Then, as I lay there, confused and troubled, a fresh thought struck me—the firing? Yes, of course there was sharp firing; and I remembered now pretty clearly I was galloping away with troopers on each side. I must have been separated from my men in the desperate shock, and borne off by the foe as they retreated. Yes, of course, I thought, with growing excitement; they must have been retreating; and it was the colonel’s regiment that was firing upon us as we fled.

With these thoughts hope came back, and I could think no more, but dropped off into a deep sleep that was greatly like a swoon.

My next recollection is of lying in that heated tent, feverish and thirsty, and the tall, grey-bearded doctor coming in to busy himself about me, and at every touch of his hand seeming to give me ease.

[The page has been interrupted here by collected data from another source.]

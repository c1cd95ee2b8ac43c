//! CLI-specific error types
//!
//! All CLI errors end the process with a non-zero exit code.

use std::fmt;
use std::io;

use crate::documents::DocumentError;

/// CLI error codes
#[derive(Debug, Clone, PartialEq, Eq)]
pub enum CliErrorCode {
    /// Configuration file error
    ConfigError,
    /// I/O error (stdout, runtime)
    IoError,
    /// Document could not be resolved
    DocumentError,
    /// Server failed to start or stopped with an error
    ServeFailed,
}

impl CliErrorCode {
    /// Get the error code string
    pub fn code(&self) -> &'static str {
        match self {
            Self::ConfigError => "PAGEDATA_CLI_CONFIG_ERROR",
            Self::IoError => "PAGEDATA_CLI_IO_ERROR",
            Self::DocumentError => "PAGEDATA_CLI_DOCUMENT_ERROR",
            Self::ServeFailed => "PAGEDATA_CLI_SERVE_FAILED",
        }
    }
}

/// CLI error
#[derive(Debug)]
pub struct CliError {
    code: CliErrorCode,
    message: String,
}

impl CliError {
    /// Create a new CLI error
    pub fn new(code: CliErrorCode, message: impl Into<String>) -> Self {
        Self {
            code,
            message: message.into(),
        }
    }

    /// Config error
    pub fn config_error(msg: impl Into<String>) -> Self {
        Self::new(CliErrorCode::ConfigError, msg)
    }

    /// I/O error
    pub fn io_error(msg: impl Into<String>) -> Self {
        Self::new(CliErrorCode::IoError, msg)
    }

    /// Serve failed
    pub fn serve_failed(msg: impl Into<String>) -> Self {
        Self::new(CliErrorCode::ServeFailed, msg)
    }

    /// Get the error code
    pub fn code(&self) -> &CliErrorCode {
        &self.code
    }

    /// Get the error code string
    pub fn code_str(&self) -> &'static str {
        self.code.code()
    }

    /// Get the error message
    pub fn message(&self) -> &str {
        &self.message
    }
}

impl fmt::Display for CliError {
    fn fmt(&self, f: &mut fmt::Formatter<'_>) -> fmt::Result {
        write!(f, "{}: {}", self.code.code(), self.message)
    }
}

impl std::error::Error for CliError {}

impl From<io::Error> for CliError {
    fn from(e: io::Error) -> Self {
        Self::io_error(e.to_string())
    }
}

impl From<serde_json::Error> for CliError {
    fn from(e: serde_json::Error) -> Self {
        Self::io_error(format!("JSON error: {}", e))
    }
}

impl From<DocumentError> for CliError {
    fn from(e: DocumentError) -> Self {
        Self::new(CliErrorCode::DocumentError, e.to_string())
    }
}

/// CLI result type
pub type CliResult<T> = Result<T, CliError>;
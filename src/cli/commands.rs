//! CLI command implementations
//!
//! `list` and `get` are one-shot reads that print a JSON envelope to stdout.
//! `serve` runs the HTTP server until the process is stopped.

use std::fs;
use std::path::Path;
use std::sync::Arc;

use serde::{Deserialize, Serialize};

use crate::documents::{DirectoryDocumentRegistry, DocumentId, DocumentRegistry};
use crate::elements::ElementLookup;
use crate::http_server::{HttpServer, HttpServerConfig};

use super::args::Command;
use super::errors::{CliError, CliResult};
use super::io::{write_error, write_response};

/// Configuration file structure
#[derive(Debug, Clone, Serialize, Deserialize)]
pub struct Config {
    /// Directory holding `<document_id>.json` files (required)
    pub documents_dir: String,

    /// HTTP settings, inlined at the top level of the file
    #[serde(flatten)]
    pub server: HttpServerConfig,
}

impl Config {
    /// Load configuration from file
    pub fn load(path: &Path) -> CliResult<Self> {
        let content = fs::read_to_string(path)
            .map_err(|e| CliError::config_error(format!("Failed to read config: {}", e)))?;

        Self::parse(&content)
    }

    /// Parse and validate configuration JSON
    pub fn parse(content: &str) -> CliResult<Self> {
        let config: Config = serde_json::from_str(content)
            .map_err(|e| CliError::config_error(format!("Invalid config JSON: {}", e)))?;

        config.validate()?;

        Ok(config)
    }

    fn validate(&self) -> CliResult<()> {
        if self.documents_dir.trim().is_empty() {
            return Err(CliError::config_error("documents_dir must not be empty"));
        }

        self.server.validate().map_err(CliError::config_error)?;

        Ok(())
    }

    /// Get documents directory as Path
    pub fn documents_path(&self) -> &Path {
        Path::new(&self.documents_dir)
    }

    /// Registry reading from the configured directory
    pub fn registry(&self) -> Arc<dyn DocumentRegistry> {
        Arc::new(DirectoryDocumentRegistry::new(self.documents_path()))
    }
}

/// Main entry point for CLI
pub fn run() -> CliResult<()> {
    let cli = super::args::Cli::parse_args();
    run_command(cli.command)
}

/// Run the appropriate command based on CLI args
pub fn run_command(cmd: Command) -> CliResult<()> {
    match cmd {
        Command::Serve { config } => serve(&config),
        Command::List {
            config,
            document_id,
        } => report(list(&config, document_id)),
        Command::Get {
            config,
            document_id,
            element_id,
        } => report(get(&config, document_id, &element_id)),
    }
}

/// Print a one-shot failure as a JSON envelope before returning it
fn report(result: CliResult<()>) -> CliResult<()> {
    if let Err(e) = &result {
        write_error(e.code_str(), e.message())?;
    }
    result
}

/// Print a document's top-level elements keyed by id
pub fn list(config_path: &Path, document_id: Option<String>) -> CliResult<()> {
    let config = Config::load(config_path)?;
    let lookup = ElementLookup::new(config.registry());

    let document_id = document_id.map(DocumentId::from);
    let elements = lookup.list_elements(document_id.as_ref())?;

    write_response(&elements)
}

/// Print one element, or null when nothing matches
pub fn get(config_path: &Path, document_id: Option<String>, element_id: &str) -> CliResult<()> {
    let config = Config::load(config_path)?;
    let lookup = ElementLookup::new(config.registry());

    let document_id = document_id.map(DocumentId::from);
    let element = lookup.get_element(element_id, document_id.as_ref())?;

    write_response(&element)
}

/// Serve the elements API over HTTP
pub fn serve(config_path: &Path) -> CliResult<()> {
    let config = Config::load(config_path)?;

    if !config.documents_path().is_dir() {
        return Err(CliError::config_error(format!(
            "documents_dir is not a directory: {}",
            config.documents_dir
        )));
    }

    let server = HttpServer::with_config(config.server.clone(), config.registry());

    let rt = tokio::runtime::Runtime::new()
        .map_err(|e| CliError::serve_failed(format!("Failed to create tokio runtime: {}", e)))?;

    rt.block_on(async {
        server
            .start()
            .await
            .map_err(|e| CliError::serve_failed(format!("HTTP server failed: {}", e)))
    })
}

Then I slept again, and slept—ah, how I must have slept, and dreamed of Brace being safe, and coming sooner or later to rescue me from that silent tent where I saw no one but the doctor and a couple of Hindu servants, who never answered any questions, only salaamed and left the tent if I spoke!

Neither could I get any information from the doctor. All I knew grew from my own calculations, and these taught me that I was the prisoner of some great chief who seemed to be reserving me to exchange for some other prisoner, perhaps to act as a hostage in case he should happen to be captured. I could come to no other conclusion; for so far the custom had been for the revolted people to murder and mutilate every one who fell into their hands.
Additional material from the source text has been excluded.